BEGIN

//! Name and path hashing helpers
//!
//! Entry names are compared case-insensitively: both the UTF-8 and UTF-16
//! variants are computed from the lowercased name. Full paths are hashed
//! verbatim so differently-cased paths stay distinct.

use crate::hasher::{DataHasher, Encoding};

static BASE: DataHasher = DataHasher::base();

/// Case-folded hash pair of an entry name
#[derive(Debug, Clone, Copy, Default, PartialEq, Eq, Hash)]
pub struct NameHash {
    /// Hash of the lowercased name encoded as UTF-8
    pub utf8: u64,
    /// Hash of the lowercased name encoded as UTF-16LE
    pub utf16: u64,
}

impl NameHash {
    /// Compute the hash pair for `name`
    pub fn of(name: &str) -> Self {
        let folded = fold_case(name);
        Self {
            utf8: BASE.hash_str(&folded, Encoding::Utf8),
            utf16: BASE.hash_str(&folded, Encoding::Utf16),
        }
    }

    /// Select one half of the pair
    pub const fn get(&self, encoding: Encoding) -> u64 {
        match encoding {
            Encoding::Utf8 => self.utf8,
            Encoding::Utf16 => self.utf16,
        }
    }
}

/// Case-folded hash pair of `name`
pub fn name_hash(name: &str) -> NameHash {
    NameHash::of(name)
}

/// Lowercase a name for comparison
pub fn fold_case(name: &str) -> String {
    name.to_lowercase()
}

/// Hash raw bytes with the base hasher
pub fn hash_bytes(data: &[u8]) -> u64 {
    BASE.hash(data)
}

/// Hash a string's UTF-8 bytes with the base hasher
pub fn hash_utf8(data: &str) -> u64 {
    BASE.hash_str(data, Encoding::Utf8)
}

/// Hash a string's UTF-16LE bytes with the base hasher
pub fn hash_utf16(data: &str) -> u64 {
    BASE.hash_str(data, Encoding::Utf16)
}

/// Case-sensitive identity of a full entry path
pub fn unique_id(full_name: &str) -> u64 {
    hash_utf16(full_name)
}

END

Determine the number of lines in the records that include the string "lowercased", and respond with that number only.

* [OUTPUT OF THE EXERCISE]: 3